Exercise can help beat MS fatigue, MS Society reveals

Published date: 15 Jan 2014 at 9:01AM

Researchers funded by the MS Society have found that short periods of moderate intensity aerobic exercise (like walking or steady cycling) can help to improve fatigue levels and enhance overall quality of life in people with MS.

The study, known as EXIMS (pragmatic Exercise Intervention for people with MS) was conducted at Sheffield Hallam University and involved 120 participants with MS from the south Yorkshire (in England) area.

Researchers placed 60 participants on a 12 week exercise programme that included supervised sessions of short bursts of aerobic exercise as well as self-directed exercise in the home. For comparison, the 60 remaining participants received usual care from the NHS.

Fatigue levels reduced

At the end of the study, participants receiving the exercise programme reported significantly reduced fatigue levels, as well as improvements in emotional wellbeing, social function and overall quality of life. Importantly, these benefits were sustained for nine months, demonstrating that exercising can bring long-term benefits for people with MS.

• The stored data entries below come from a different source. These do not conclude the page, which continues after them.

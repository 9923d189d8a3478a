//! HTTP error mapping

use axum::http::StatusCode;
use axum::response::{IntoResponse, Response};
use axum::Json;
use serde_json::json;

use pagesmith::error::Error;

/// Wrapper turning a pipeline [`Error`] into an HTTP response.
///
/// Bad input is the caller's fault (400); anything the model provider
/// did wrong is a bad gateway (502); everything else is a 500. The body
/// is always `{"error": "..."}`.
#[derive(Debug)]
pub struct ApiError(pub Error);

impl From<Error> for ApiError {
    fn from(err: Error) -> Self {
        Self(err)
    }
}

impl ApiError {
    fn status(&self) -> StatusCode {
        match self.0 {
            Error::InvalidInput(_) => StatusCode::BAD_REQUEST,
            Error::Authentication(_)
            | Error::RateLimit(_)
            | Error::Api(_)
            | Error::ApiFormat(_)
            | Error::Network(_)
            | Error::Timeout(_) => StatusCode::BAD_GATEWAY,
            _ => StatusCode::INTERNAL_SERVER_ERROR,
        }
    }
}

impl IntoResponse for ApiError {
    fn into_response(self) -> Response {
        let status = self.status();
        let message = self.0.to_string();
        if status.is_server_error() {
            tracing::error!(%status, error = %message, "request failed");
        } else {
            tracing::warn!(%status, error = %message, "request rejected");
        }
        (status, Json(json!({ "error": message }))).into_response()
    }
}

#[cfg(test)]
mod tests {
    use super::*;

    #[test]
    fn test_status_mapping() {
        assert_eq!(
            ApiError(Error::invalid_input("empty")).status(),
            StatusCode::BAD_REQUEST
        );
        assert_eq!(
            ApiError(Error::authentication("bad key")).status(),
            StatusCode::BAD_GATEWAY
        );
        assert_eq!(
            ApiError(Error::rate_limit("quota")).status(),
            StatusCode::BAD_GATEWAY
        );
        assert_eq!(
            ApiError(Error::api("upstream 500")).status(),
            StatusCode::BAD_GATEWAY
        );
        assert_eq!(
            ApiError(Error::api_format("no candidates")).status(),
            StatusCode::BAD_GATEWAY
        );
        assert_eq!(
            ApiError(Error::other("boom")).status(),
            StatusCode::INTERNAL_SERVER_ERROR
        );
    }
}
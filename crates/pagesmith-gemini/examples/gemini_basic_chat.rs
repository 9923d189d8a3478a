//! Generate one page from the command line.
//!
//! Usage:
//! ```bash
//! export GEMINI_API_KEY="your-key"
//! cargo run --example gemini_basic_chat -- "a red button that says Hello"
//! ```

use std::sync::Arc;

use pagesmith::generator::PageGenerator;
use pagesmith_gemini::ChatGemini;

#[tokio::main]
async fn main() -> anyhow::Result<()> {
    let specification = std::env::args()
        .nth(1)
        .unwrap_or_else(|| "a red button that says Hello".to_string());

    let model = ChatGemini::new().with_temperature(0.2);
    let generator = PageGenerator::new(Arc::new(model));

    let html = generator.generate(&specification).await?;
    println!("{html}");
    Ok(())
}
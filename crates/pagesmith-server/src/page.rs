//! The chat page served at `/`
//!
//! One self-contained HTML document: no build step, no external assets.
//! Generated pages are rendered inline through a sandboxed iframe
//! `srcdoc`, so the model's HTML never executes in the app's origin.

/// The chat UI.
pub const CHAT_PAGE: &str = r#"<!DOCTYPE html>
<html lang="en">
<head>
<meta charset="utf-8">
<meta name="viewport" content="width=device-width, initial-scale=1">
<title>Pagesmith</title>
<style>
  :root { --accent: #2563eb; --border: #e2e8f0; --muted: #64748b; }
  * { box-sizing: border-box; }
  body {
    margin: 0;
    font-family: -apple-system, BlinkMacSystemFont, "Segoe UI", Roboto, sans-serif;
    background: #f8fafc;
    color: #0f172a;
    display: flex;
    flex-direction: column;
    height: 100vh;
  }
  header {
    padding: 16px 24px;
    background: #fff;
    border-bottom: 1px solid var(--border);
  }
  header h1 { margin: 0; font-size: 18px; }
  header p { margin: 4px 0 0; font-size: 13px; color: var(--muted); }
  #log {
    flex: 1;
    overflow-y: auto;
    padding: 24px;
    display: flex;
    flex-direction: column;
    gap: 12px;
  }
  .user {
    align-self: flex-end;
    max-width: 70%;
    background: var(--accent);
    color: #fff;
    padding: 10px 14px;
    border-radius: 12px 12px 2px 12px;
    white-space: pre-wrap;
  }
  .assistant {
    align-self: flex-start;
    width: 85%;
    background: #fff;
    border: 1px solid var(--border);
    border-radius: 12px 12px 12px 2px;
    overflow: hidden;
  }
  .assistant iframe {
    display: block;
    width: 100%;
    height: 420px;
    border: 0;
    background: #fff;
  }
  .assistant details {
    border-top: 1px solid var(--border);
    font-size: 12px;
  }
  .assistant summary { padding: 6px 12px; cursor: pointer; color: var(--muted); }
  .assistant pre {
    margin: 0;
    padding: 12px;
    overflow-x: auto;
    background: #f1f5f9;
    font-size: 12px;
  }
  .error {
    align-self: flex-start;
    background: #fef2f2;
    border: 1px solid #fecaca;
    color: #b91c1c;
    padding: 10px 14px;
    border-radius: 8px;
    font-size: 13px;
  }
  form {
    display: flex;
    gap: 8px;
    padding: 16px 24px;
    background: #fff;
    border-top: 1px solid var(--border);
  }
  input[type="text"] {
    flex: 1;
    padding: 10px 14px;
    font-size: 14px;
    border: 1px solid var(--border);
    border-radius: 8px;
  }
  input[type="text"]:focus { outline: 2px solid var(--accent); border-color: transparent; }
  button {
    padding: 10px 20px;
    font-size: 14px;
    border: 0;
    border-radius: 8px;
    background: var(--accent);
    color: #fff;
    cursor: pointer;
  }
  button:disabled { opacity: 0.5; cursor: wait; }
</style>
</head>
<body>
<header>
  <h1>Pagesmith</h1>
  <p>Describe the webpage you want and it will be generated and rendered below.</p>
</header>
<div id="log"></div>
<form id="composer">
  <input type="text" id="message" placeholder="e.g. a red button that says Hello" autocomplete="off" autofocus>
  <button type="submit" id="send">Generate</button>
</form>
<script>
const log = document.getElementById('log');
const form = document.getElementById('composer');
const input = document.getElementById('message');
const send = document.getElementById('send');

function addUser(text) {
  const div = document.createElement('div');
  div.className = 'user';
  div.textContent = text;
  log.appendChild(div);
  log.scrollTop = log.scrollHeight;
}

function addAssistant(html) {
  const div = document.createElement('div');
  div.className = 'assistant';
  const frame = document.createElement('iframe');
  frame.setAttribute('sandbox', '');
  frame.srcdoc = html;
  div.appendChild(frame);
  const details = document.createElement('details');
  const summary = document.createElement('summary');
  summary.textContent = 'View HTML source';
  const pre = document.createElement('pre');
  pre.textContent = html;
  details.appendChild(summary);
  details.appendChild(pre);
  div.appendChild(details);
  log.appendChild(div);
  log.scrollTop = log.scrollHeight;
}

function addError(text) {
  const div = document.createElement('div');
  div.className = 'error';
  div.textContent = text;
  log.appendChild(div);
  log.scrollTop = log.scrollHeight;
}

async function loadTranscript() {
  try {
    const response = await fetch('/transcript');
    if (!response.ok) return;
    const body = await response.json();
    for (const turn of body.turns) {
      if (turn.role === 'user') addUser(turn.content);
      else addAssistant(turn.content);
    }
  } catch (err) {
    // History replay is best-effort; the composer still works.
  }
}
loadTranscript();

form.addEventListener('submit', async (event) => {
  event.preventDefault();
  const message = input.value.trim();
  if (!message) return;
  addUser(message);
  input.value = '';
  send.disabled = true;
  try {
    const response = await fetch('/chat', {
      method: 'POST',
      headers: { 'Content-Type': 'application/json' },
      body: JSON.stringify({ message }),
    });
    const body = await response.json();
    if (response.ok) {
      addAssistant(body.html);
    } else {
      addError(body.error || ('Request failed with status ' + response.status));
    }
  } catch (err) {
    addError('Request failed: ' + err);
  } finally {
    send.disabled = false;
    input.focus();
  }
});
</script>
</body>
</html>
"#;

#[cfg(test)]
mod tests {
    use super::*;

    #[test]
    fn test_page_is_complete_document() {
        assert!(CHAT_PAGE.starts_with("<!DOCTYPE html>"));
        assert!(CHAT_PAGE.contains("</html>"));
        assert!(CHAT_PAGE.contains("<title>Pagesmith</title>"));
    }

    #[test]
    fn test_page_posts_to_chat_endpoint() {
        assert!(CHAT_PAGE.contains("fetch('/chat'"));
        assert!(CHAT_PAGE.contains("JSON.stringify({ message })"));
    }

    #[test]
    fn test_generated_html_is_sandboxed() {
        assert!(CHAT_PAGE.contains("frame.setAttribute('sandbox', '')"));
        assert!(CHAT_PAGE.contains("frame.srcdoc = html"));
    }

    #[test]
    fn test_page_surfaces_errors() {
        assert!(CHAT_PAGE.contains("addError(body.error"));
    }

    #[test]
    fn test_page_replays_transcript_on_load() {
        assert!(CHAT_PAGE.contains("fetch('/transcript')"));
        assert!(CHAT_PAGE.contains("loadTranscript()"));
    }
}
//! `ChatGemini` chat model implementation

use async_trait::async_trait;
use serde::{Deserialize, Serialize};
use tracing::debug;

use pagesmith::error::{Error, Result};
use pagesmith::language_models::{ChatModel, ChatResult, TokenUsage};
use pagesmith::messages::Message;

use crate::{GEMINI_API_KEY_ENV, GEMINI_DEFAULT_API_BASE};

/// Chat model backed by Google's Generative Language API.
///
/// One `generateContent` request per call. No retries, no streaming,
/// no timeout beyond the HTTP client's defaults.
#[derive(Debug, Clone)]
pub struct ChatGemini {
    client: reqwest::Client,
    api_key: String,
    api_base: String,
    model: String,
    temperature: Option<f32>,
}

impl Default for ChatGemini {
    fn default() -> Self {
        Self::new()
    }
}

impl ChatGemini {
    /// Create a client with the API key from `GEMINI_API_KEY`.
    ///
    /// An unset variable leaves the key empty; calls then fail with the
    /// provider's authentication error at invocation time.
    #[must_use]
    pub fn new() -> Self {
        Self {
            client: reqwest::Client::new(),
            api_key: std::env::var(GEMINI_API_KEY_ENV).unwrap_or_default(),
            api_base: GEMINI_DEFAULT_API_BASE.to_string(),
            model: "gemini-1.5-pro".to_string(),
            temperature: None,
        }
    }

    /// Set the API key explicitly.
    #[must_use]
    pub fn with_api_key(mut self, api_key: impl Into<String>) -> Self {
        self.api_key = api_key.into();
        self
    }

    /// Point the client at a different API base URL.
    #[must_use]
    pub fn with_api_base(mut self, api_base: impl Into<String>) -> Self {
        self.api_base = api_base.into();
        self
    }

    /// Set the model identifier (e.g. `gemini-1.5-pro`).
    #[must_use]
    pub fn with_model(mut self, model: impl Into<String>) -> Self {
        self.model = model.into();
        self
    }

    /// Set the sampling temperature.
    #[must_use]
    pub fn with_temperature(mut self, temperature: f32) -> Self {
        self.temperature = Some(temperature);
        self
    }

    fn build_request(&self, messages: &[Message]) -> GenerateContentRequest {
        // The API takes a single systemInstruction; multiple system
        // messages are joined in order.
        let system_texts: Vec<&str> = messages
            .iter()
            .filter_map(|m| match m {
                Message::System { content } => Some(content.as_str()),
                _ => None,
            })
            .collect();
        let system_instruction = if system_texts.is_empty() {
            None
        } else {
            Some(Content {
                role: None,
                parts: vec![Part {
                    text: system_texts.join("\n\n"),
                }],
            })
        };

        let contents = messages
            .iter()
            .filter_map(|m| match m {
                Message::Human { content } => Some(Content::with_role("user", content)),
                Message::AI { content } => Some(Content::with_role("model", content)),
                Message::System { .. } => None,
            })
            .collect();

        GenerateContentRequest {
            system_instruction,
            contents,
            generation_config: self.temperature.map(|temperature| GenerationConfig {
                temperature: Some(temperature),
            }),
        }
    }
}

#[async_trait]
impl ChatModel for ChatGemini {
    async fn generate(&self, messages: &[Message]) -> Result<ChatResult> {
        let url = format!("{}/models/{}:generateContent", self.api_base, self.model);
        let request = self.build_request(messages);

        debug!(model = %self.model, contents = request.contents.len(), "sending generateContent request");

        let response = self
            .client
            .post(&url)
            .header("x-goog-api-key", &self.api_key)
            .json(&request)
            .send()
            .await?;

        let status = response.status();
        if !status.is_success() {
            let body = response.text().await.unwrap_or_default();
            let message = parse_api_error(&body).unwrap_or(body);
            let message = format!("Gemini API error (HTTP {}): {}", status.as_u16(), message);

            return Err(match status.as_u16() {
                401 | 403 => Error::authentication(message),
                429 => Error::rate_limit(message),
                _ => Error::api(message),
            });
        }

        let parsed: GenerateContentResponse = response
            .json()
            .await
            .map_err(|e| Error::api_format(format!("failed to deserialize response: {e}")))?;

        let content = parsed
            .candidates
            .first()
            .and_then(|c| c.content.as_ref())
            .map(|c| {
                c.parts
                    .iter()
                    .map(|p| p.text.as_str())
                    .collect::<Vec<_>>()
                    .concat()
            })
            .ok_or_else(|| Error::api_format("response contained no candidates"))?;

        let mut result = ChatResult::new(content);
        if let Some(usage) = parsed.usage_metadata {
            result = result.with_usage(TokenUsage {
                input_tokens: usage.prompt_token_count,
                output_tokens: usage.candidates_token_count,
            });
        }
        Ok(result)
    }

    fn model_name(&self) -> &str {
        &self.model
    }
}

/// Extract the provider's error message from an error body, if present.
fn parse_api_error(body: &str) -> Option<String> {
    let parsed: ApiErrorBody = serde_json::from_str(body).ok()?;
    Some(parsed.error.message)
}

#[derive(Debug, Serialize)]
#[serde(rename_all = "camelCase")]
struct GenerateContentRequest {
    #[serde(skip_serializing_if = "Option::is_none")]
    system_instruction: Option<Content>,
    contents: Vec<Content>,
    #[serde(skip_serializing_if = "Option::is_none")]
    generation_config: Option<GenerationConfig>,
}

#[derive(Debug, Serialize, Deserialize)]
struct Content {
    #[serde(skip_serializing_if = "Option::is_none")]
    role: Option<String>,
    #[serde(default)]
    parts: Vec<Part>,
}

impl Content {
    fn with_role(role: &str, text: &str) -> Self {
        Self {
            role: Some(role.to_string()),
            parts: vec![Part {
                text: text.to_string(),
            }],
        }
    }
}

#[derive(Debug, Serialize, Deserialize)]
struct Part {
    text: String,
}

#[derive(Debug, Serialize)]
#[serde(rename_all = "camelCase")]
struct GenerationConfig {
    #[serde(skip_serializing_if = "Option::is_none")]
    temperature: Option<f32>,
}

#[derive(Debug, Deserialize)]
#[serde(rename_all = "camelCase")]
struct GenerateContentResponse {
    #[serde(default)]
    candidates: Vec<Candidate>,
    usage_metadata: Option<UsageMetadata>,
}

#[derive(Debug, Deserialize)]
struct Candidate {
    content: Option<Content>,
}

#[derive(Debug, Deserialize)]
#[serde(rename_all = "camelCase")]
struct UsageMetadata {
    #[serde(default)]
    prompt_token_count: u32,
    #[serde(default)]
    candidates_token_count: u32,
}

#[derive(Debug, Deserialize)]
struct ApiErrorBody {
    error: ApiErrorDetail,
}

#[derive(Debug, Deserialize)]
struct ApiErrorDetail {
    message: String,
}

#[cfg(test)]
#[allow(clippy::unwrap_used)]
mod tests {
    use super::*;

    #[test]
    fn test_builder_defaults() {
        let model = ChatGemini::new().with_api_key("k");
        assert_eq!(model.model_name(), "gemini-1.5-pro");
        assert_eq!(model.api_base, GEMINI_DEFAULT_API_BASE);
        assert!(model.temperature.is_none());
    }

    #[test]
    fn test_builder_overrides() {
        let model = ChatGemini::new()
            .with_api_key("k")
            .with_model("gemini-2.0-flash")
            .with_temperature(0.2)
            .with_api_base("http://localhost:9999");
        assert_eq!(model.model_name(), "gemini-2.0-flash");
        assert_eq!(model.api_base, "http://localhost:9999");
        assert_eq!(model.temperature, Some(0.2));
    }

    #[test]
    fn test_build_request_splits_system_and_contents() {
        let model = ChatGemini::new().with_api_key("k").with_temperature(0.2);
        let messages = vec![
            Message::system("You are a developer."),
            Message::human("a red button"),
            Message::ai("<html></html>"),
        ];

        let request = model.build_request(&messages);

        let system = request.system_instruction.unwrap();
        assert_eq!(system.parts[0].text, "You are a developer.");
        assert_eq!(request.contents.len(), 2);
        assert_eq!(request.contents[0].role.as_deref(), Some("user"));
        assert_eq!(request.contents[0].parts[0].text, "a red button");
        assert_eq!(request.contents[1].role.as_deref(), Some("model"));

        let config = request.generation_config.unwrap();
        assert_eq!(config.temperature, Some(0.2));
    }

    #[test]
    fn test_build_request_without_system_or_temperature() {
        let model = ChatGemini::new().with_api_key("k");
        let request = model.build_request(&[Message::human("hi")]);
        assert!(request.system_instruction.is_none());
        assert!(request.generation_config.is_none());
    }

    #[test]
    fn test_request_serializes_camel_case() {
        let model = ChatGemini::new().with_api_key("k").with_temperature(0.5);
        let request = model.build_request(&[Message::system("s"), Message::human("h")]);
        let json = serde_json::to_value(&request).unwrap();

        assert!(json.get("systemInstruction").is_some());
        assert!(json.get("generationConfig").is_some());
        assert_eq!(json["contents"][0]["role"], "user");
        assert_eq!(json["contents"][0]["parts"][0]["text"], "h");
    }

    #[test]
    fn test_response_deserializes() {
        let body = r#"{
            "candidates": [
                {"content": {"role": "model", "parts": [{"text": "<html>"}, {"text": "</html>"}]}}
            ],
            "usageMetadata": {"promptTokenCount": 7, "candidatesTokenCount": 21}
        }"#;
        let parsed: GenerateContentResponse = serde_json::from_str(body).unwrap();
        assert_eq!(parsed.candidates.len(), 1);
        let usage = parsed.usage_metadata.unwrap();
        assert_eq!(usage.prompt_token_count, 7);
        assert_eq!(usage.candidates_token_count, 21);
    }

    #[test]
    fn test_parse_api_error() {
        let body = r#"{"error": {"code": 429, "message": "quota exhausted", "status": "RESOURCE_EXHAUSTED"}}"#;
        assert_eq!(parse_api_error(body).as_deref(), Some("quota exhausted"));
        assert!(parse_api_error("not json").is_none());
    }
}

The researchers also assessed the cost effectiveness of the exercise programme, discovering that it is highly likely to be cost effective when compared to usual NHS care.

The next step

The EXIMS study was led by Professor John Saxton, now based at the University of East Anglia. The study will now be used as the basis for developing an exercise programme that can be delivered to people with MS from all over the UK.